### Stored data
//! The closed set of action verbs the assistant understands
//!
//! Every verb the classifier may emit and the parser may match is declared
//! here. The registry is the single source of truth: classifier response
//! validation and command parsing both resolve against it, so no command
//! can be routed to a verb that is not registered.

use std::fmt;

/// Handler capability a verb is bound to
///
/// Automation capabilities are bound in the dispatcher's `HandlerSet`;
/// `Chat`, `Realtime`, and `Exit` are routed by the assistant turn loop
/// before dispatch. `GenerateImage` and `Reminder` are integrator seams
/// with no default binding.
#[derive(Debug, Clone, Copy, PartialEq, Eq, Hash)]
pub enum Capability {
    AppOpen,
    AppClose,
    MediaPlay,
    GoogleSearch,
    YoutubeSearch,
    System,
    Content,
    File(FileOp),
    Chat,
    Realtime,
    GenerateImage,
    Reminder,
    Exit,
}

/// Operations of the file-command family
#[derive(Debug, Clone, Copy, PartialEq, Eq, Hash)]
pub enum FileOp {
    Open,
    Edit,
    Read,
    Create,
    Delete,
    Copy,
    Move,
    Rename,
    List,
    Info,
}

impl FileOp {
    pub const ALL: [FileOp; 10] = [
        FileOp::Open,
        FileOp::Edit,
        FileOp::Read,
        FileOp::Create,
        FileOp::Delete,
        FileOp::Copy,
        FileOp::Move,
        FileOp::Rename,
        FileOp::List,
        FileOp::Info,
    ];
}

/// Whether a verb needs a target
#[derive(Debug, Clone, Copy, PartialEq, Eq)]
pub enum Arity {
    /// Commands without a target are skipped with a diagnostic
    Required,
    /// A missing target falls back to the sentinel default
    Optional { default: &'static str },
}

/// A recognized action verb
#[derive(Debug, Clone, Copy, PartialEq, Eq, Hash)]
pub enum Verb {
    Exit,
    General,
    Realtime,
    Open,
    Close,
    Play,
    GenerateImage,
    System,
    Content,
    GoogleSearch,
    YoutubeSearch,
    Reminder,
    OpenFile,
    EditFile,
    ReadFile,
    CreateFile,
    DeleteFile,
    CopyFile,
    MoveFile,
    RenameFile,
    ListFiles,
    FileInfo,
}

impl Verb {
    pub const ALL: [Verb; 22] = [
        Verb::Exit,
        Verb::General,
        Verb::Realtime,
        Verb::Open,
        Verb::Close,
        Verb::Play,
        Verb::GenerateImage,
        Verb::System,
        Verb::Content,
        Verb::GoogleSearch,
        Verb::YoutubeSearch,
        Verb::Reminder,
        Verb::OpenFile,
        Verb::EditFile,
        Verb::ReadFile,
        Verb::CreateFile,
        Verb::DeleteFile,
        Verb::CopyFile,
        Verb::MoveFile,
        Verb::RenameFile,
        Verb::ListFiles,
        Verb::FileInfo,
    ];

    /// Canonical textual form, as emitted by the classifier
    pub fn canonical(self) -> &'static str {
        match self {
            Verb::Exit => "exit",
            Verb::General => "general",
            Verb::Realtime => "realtime",
            Verb::Open => "open",
            Verb::Close => "close",
            Verb::Play => "play",
            Verb::GenerateImage => "generate image",
            Verb::System => "system",
            Verb::Content => "content",
            Verb::GoogleSearch => "google search",
            Verb::YoutubeSearch => "youtube search",
            Verb::Reminder => "reminder",
            Verb::OpenFile => "open file",
            Verb::EditFile => "edit file",
            Verb::ReadFile => "read file",
            Verb::CreateFile => "create file",
            Verb::DeleteFile => "delete file",
            Verb::CopyFile => "copy file",
            Verb::MoveFile => "move file",
            Verb::RenameFile => "rename file",
            Verb::ListFiles => "list files",
            Verb::FileInfo => "file info",
        }
    }

    pub fn arity(self) -> Arity {
        match self {
            Verb::Exit => Arity::Optional { default: "" },
            Verb::ListFiles => Arity::Optional { default: "." },
            _ => Arity::Required,
        }
    }

    pub fn capability(self) -> Capability {
        match self {
            Verb::Exit => Capability::Exit,
            Verb::General => Capability::Chat,
            Verb::Realtime => Capability::Realtime,
            Verb::Open => Capability::AppOpen,
            Verb::Close => Capability::AppClose,
            Verb::Play => Capability::MediaPlay,
            Verb::GenerateImage => Capability::GenerateImage,
            Verb::System => Capability::System,
            Verb::Content => Capability::Content,
            Verb::GoogleSearch => Capability::GoogleSearch,
            Verb::YoutubeSearch => Capability::YoutubeSearch,
            Verb::Reminder => Capability::Reminder,
            Verb::OpenFile => Capability::File(FileOp::Open),
            Verb::EditFile => Capability::File(FileOp::Edit),
            Verb::ReadFile => Capability::File(FileOp::Read),
            Verb::CreateFile => Capability::File(FileOp::Create),
            Verb::DeleteFile => Capability::File(FileOp::Delete),
            Verb::CopyFile => Capability::File(FileOp::Copy),
            Verb::MoveFile => Capability::File(FileOp::Move),
            Verb::RenameFile => Capability::File(FileOp::Rename),
            Verb::ListFiles => Capability::File(FileOp::List),
            Verb::FileInfo => Capability::File(FileOp::Info),
        }
    }

    /// True for verbs whose canonical form spans multiple words
    pub fn is_multi_word(self) -> bool {
        self.canonical().contains(' ')
    }
}

impl fmt::Display for Verb {
    fn fmt(&self, f: &mut fmt::Formatter<'_>) -> fmt::Result {
        f.write_str(self.canonical())
    }
}

/// Lookup over the closed verb set
///
/// Verbs are held longest-canonical-form first so that multi-word forms
/// ("google search", "open file") always win over a single-word form that
/// happens to share their prefix.
#[derive(Debug, Clone)]
pub struct VerbRegistry {
    ordered: Vec<Verb>,
}

impl VerbRegistry {
    pub fn new() -> Self {
        let mut ordered = Verb::ALL.to_vec();
        ordered.sort_by(|a, b| b.canonical().len().cmp(&a.canonical().len()));
        Self { ordered }
    }

    /// Resolve the most specific verb whose canonical form is a
    /// case-insensitive prefix of `token`
    ///
    /// Pure and total: returns `None` on no match, never errors.
    pub fn resolve(&self, token: &str) -> Option<Verb> {
        let token = token.trim();
        self.ordered.iter().copied().find(|verb| {
            let prefix = verb.canonical();
            token.len() >= prefix.len()
                && token.is_char_boundary(prefix.len())
                && token[..prefix.len()].eq_ignore_ascii_case(prefix)
        })
    }

    /// All registered verbs, longest canonical form first
    pub fn all_verbs(&self) -> &[Verb] {
        &self.ordered
    }
}

impl Default for VerbRegistry {
    fn default() -> Self {
        Self::new()
    }
}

### Task objective
Wherever a line holds the word "ListFiles", copy that line out of the entries above.

### Reply to the task
    ListFiles,
        Verb::ListFiles,
            Verb::ListFiles => "list files",
            Verb::ListFiles => Arity::Optional { default: "." },
            Verb::ListFiles => Capability::File(FileOp::List),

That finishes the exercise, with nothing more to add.